//! Implementation of `maxpath longest <file>`.
//!
//! Parses a graph JSON file, builds the directed graph, runs the exhaustive
//! longest-simple-path search, and writes the winning path and the max cut
//! to stdout.
//!
//! Flags:
//! - `--max-steps <n>`: optional step budget; a truncated search prints the
//!   partial result and exits 1.
//!
//! Output (human mode): a `Graph <name> (E edges):` echo of the whole edge
//! universe in document order, then a `Longest path (N edges):` section with
//! one `src -> tgt` line per edge in path order, then a `Max cut (M edges):`
//! section likewise.
//! Output (JSON mode): a single JSON object
//! `{"name", "longest_path": [...], "max_cut": [...], "complete", "steps"}`
//! where each edge is `{"source": ..., "target": ...}`.
//!
//! Exit codes: 0 = search ran to exhaustion, 1 = step budget truncated the
//! search, 2 = decode/build failure.
use maxpath_core::{
    EdgeKey, GraphFile, OrderedSet, PathGraph, SearchLimits, build_graph, find_longest_path,
};

use crate::OutputFormat;
use crate::error::CliError;

/// Runs the `longest` command.
///
/// Builds the graph from the pre-parsed `file`, searches with the given
/// step budget (`None` = unlimited), and prints both edge collections.
///
/// # Errors
///
/// - [`CliError::GraphBuildError`] (exit code 2) if the document does not
///   describe a well-formed graph.
/// - [`CliError::SearchTruncated`] (exit code 1) if the budget expired; the
///   partial result is printed before the error is returned.
pub fn run(
    file: &GraphFile,
    max_steps: Option<u64>,
    format: &OutputFormat,
) -> Result<(), CliError> {
    let graph = build_graph(file).map_err(|e| CliError::GraphBuildError {
        detail: e.to_string(),
    })?;

    let outcome = find_longest_path(&graph, &SearchLimits { max_steps });

    let stdout = std::io::stdout();
    let mut out = stdout.lock();

    match format {
        OutputFormat::Human => print_human(&mut out, file.name.as_deref(), &graph, &outcome),
        OutputFormat::Json => print_json(&mut out, file.name.as_deref(), &graph, &outcome),
    }
    .map_err(|e| CliError::IoError {
        source: "stdout".to_owned(),
        detail: e.to_string(),
    })?;

    if !outcome.complete {
        return Err(CliError::SearchTruncated {
            steps: outcome.steps,
        });
    }

    Ok(())
}

/// Renders an edge set as `(source_id, target_id)` string pairs in set order.
fn edge_pairs(graph: &PathGraph, set: &OrderedSet<EdgeKey>) -> Vec<(String, String)> {
    set.iter()
        .map(|key| {
            (
                graph.node_id(key.source).unwrap_or("?").to_owned(),
                graph.node_id(key.target).unwrap_or("?").to_owned(),
            )
        })
        .collect()
}

/// Writes the human-readable report: an echo of the whole graph, then one
/// `src -> tgt` line per edge under each result section header.
fn print_human<W: std::io::Write>(
    w: &mut W,
    name: Option<&str>,
    graph: &PathGraph,
    outcome: &maxpath_core::SearchOutcome,
) -> std::io::Result<()> {
    match name {
        Some(name) => writeln!(w, "Graph {name} ({} edges):", graph.edge_keys().len())?,
        None => writeln!(w, "Graph ({} edges):", graph.edge_keys().len())?,
    }
    for key in graph.edge_keys() {
        writeln!(
            w,
            "{} -> {}",
            graph.node_id(key.source).unwrap_or("?"),
            graph.node_id(key.target).unwrap_or("?"),
        )?;
    }
    writeln!(w)?;

    writeln!(w, "Longest path ({} edges):", outcome.longest_path.len())?;
    for (source, target) in edge_pairs(graph, &outcome.longest_path) {
        writeln!(w, "{source} -> {target}")?;
    }

    writeln!(w, "Max cut ({} edges):", outcome.max_cut.len())?;
    for (source, target) in edge_pairs(graph, &outcome.max_cut) {
        writeln!(w, "{source} -> {target}")?;
    }

    Ok(())
}

/// Writes the result as a single JSON object.
fn print_json<W: std::io::Write>(
    w: &mut W,
    name: Option<&str>,
    graph: &PathGraph,
    outcome: &maxpath_core::SearchOutcome,
) -> std::io::Result<()> {
    let edges_array = |set: &OrderedSet<EdgeKey>| {
        serde_json::Value::Array(
            edge_pairs(graph, set)
                .into_iter()
                .map(|(source, target)| {
                    let mut obj = serde_json::Map::new();
                    obj.insert("source".to_owned(), serde_json::Value::String(source));
                    obj.insert("target".to_owned(), serde_json::Value::String(target));
                    serde_json::Value::Object(obj)
                })
                .collect(),
        )
    };

    let mut root = serde_json::Map::new();
    if let Some(name) = name {
        root.insert(
            "name".to_owned(),
            serde_json::Value::String(name.to_owned()),
        );
    }
    root.insert("longest_path".to_owned(), edges_array(&outcome.longest_path));
    root.insert("max_cut".to_owned(), edges_array(&outcome.max_cut));
    root.insert("complete".to_owned(), serde_json::Value::Bool(outcome.complete));
    root.insert("steps".to_owned(), serde_json::Value::from(outcome.steps));

    writeln!(w, "{}", serde_json::Value::Object(root))
}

--------------------------------------------------

> WHAT YOU WILL DO: Give every line of the listing again. Keep each one exact.

> SOLUTION TO THE EXERCISE:
//! Implementation of `maxpath longest <file>`.
//!
//! Parses a graph JSON file, builds the directed graph, runs the exhaustive
//! longest-simple-path search, and writes the winning path and the max cut
//! to stdout.
//!
//! Flags:
//! - `--max-steps <n>`: optional step budget; a truncated search prints the
//!   partial result and exits 1.
//!
//! Output (human mode): a `Graph <name> (E edges):` echo of the whole edge
//! universe in document order, then a `Longest path (N edges):` section with
//! one `src -> tgt` line per edge in path order, then a `Max cut (M edges):`
//! section likewise.
//! Output (JSON mode): a single JSON object
//! `{"name", "longest_path": [...], "max_cut": [...], "complete", "steps"}`
//! where each edge is `{"source": ..., "target": ...}`.
//!
//! Exit codes: 0 = search ran to exhaustion, 1 = step budget truncated the
//! search, 2 = decode/build failure.
use maxpath_core::{
    EdgeKey, GraphFile, OrderedSet, PathGraph, SearchLimits, build_graph, find_longest_path,
};

use crate::OutputFormat;
use crate::error::CliError;

/// Runs the `longest` command.
///
/// Builds the graph from the pre-parsed `file`, searches with the given
/// step budget (`None` = unlimited), and prints both edge collections.
///
/// # Errors
///
/// - [`CliError::GraphBuildError`] (exit code 2) if the document does not
///   describe a well-formed graph.
/// - [`CliError::SearchTruncated`] (exit code 1) if the budget expired; the
///   partial result is printed before the error is returned.
pub fn run(
    file: &GraphFile,
    max_steps: Option<u64>,
    format: &OutputFormat,
) -> Result<(), CliError> {
    let graph = build_graph(file).map_err(|e| CliError::GraphBuildError {
        detail: e.to_string(),
    })?;

    let outcome = find_longest_path(&graph, &SearchLimits { max_steps });

    let stdout = std::io::stdout();
    let mut out = stdout.lock();

    match format {
        OutputFormat::Human => print_human(&mut out, file.name.as_deref(), &graph, &outcome),
        OutputFormat::Json => print_json(&mut out, file.name.as_deref(), &graph, &outcome),
    }
    .map_err(|e| CliError::IoError {
        source: "stdout".to_owned(),
        detail: e.to_string(),
    })?;

    if !outcome.complete {
        return Err(CliError::SearchTruncated {
            steps: outcome.steps,
        });
    }

    Ok(())
}

/// Renders an edge set as `(source_id, target_id)` string pairs in set order.
fn edge_pairs(graph: &PathGraph, set: &OrderedSet<EdgeKey>) -> Vec<(String, String)> {
    set.iter()
        .map(|key| {
            (
                graph.node_id(key.source).unwrap_or("?").to_owned(),
                graph.node_id(key.target).unwrap_or("?").to_owned(),
            )
        })
        .collect()
}

/// Writes the human-readable report: an echo of the whole graph, then one
/// `src -> tgt` line per edge under each result section header.
fn print_human<W: std::io::Write>(
    w: &mut W,
    name: Option<&str>,
    graph: &PathGraph,
    outcome: &maxpath_core::SearchOutcome,
) -> std::io::Result<()> {
    match name {
        Some(name) => writeln!(w, "Graph {name} ({} edges):", graph.edge_keys().len())?,
        None => writeln!(w, "Graph ({} edges):", graph.edge_keys().len())?,
    }
    for key in graph.edge_keys() {
        writeln!(
            w,
            "{} -> {}",
            graph.node_id(key.source).unwrap_or("?"),
            graph.node_id(key.target).unwrap_or("?"),
        )?;
    }
    writeln!(w)?;

    writeln!(w, "Longest path ({} edges):", outcome.longest_path.len())?;
    for (source, target) in edge_pairs(graph, &outcome.longest_path) {
        writeln!(w, "{source} -> {target}")?;
    }

    writeln!(w, "Max cut ({} edges):", outcome.max_cut.len())?;
    for (source, target) in edge_pairs(graph, &outcome.max_cut) {
        writeln!(w, "{source} -> {target}")?;
    }

    Ok(())
}

/// Writes the result as a single JSON object.
fn print_json<W: std::io::Write>(
    w: &mut W,
    name: Option<&str>,
    graph: &PathGraph,
    outcome: &maxpath_core::SearchOutcome,
) -> std::io::Result<()> {
    let edges_array = |set: &OrderedSet<EdgeKey>| {
        serde_json::Value::Array(
            edge_pairs(graph, set)
                .into_iter()
                .map(|(source, target)| {
                    let mut obj = serde_json::Map::new();
                    obj.insert("source".to_owned(), serde_json::Value::String(source));
                    obj.insert("target".to_owned(), serde_json::Value::String(target));
                    serde_json::Value::Object(obj)
                })
                .collect(),
        )
    };

    let mut root = serde_json::Map::new();
    if let Some(name) = name {
        root.insert(
            "name".to_owned(),
            serde_json::Value::String(name.to_owned()),
        );
    }
    root.insert("longest_path".to_owned(), edges_array(&outcome.longest_path));
    root.insert("max_cut".to_owned(), edges_array(&outcome.max_cut));
    root.insert("complete".to_owned(), serde_json::Value::Bool(outcome.complete));
    root.insert("steps".to_owned(), serde_json::Value::from(outcome.steps));

    writeln!(w, "{}", serde_json::Value::Object(root))
}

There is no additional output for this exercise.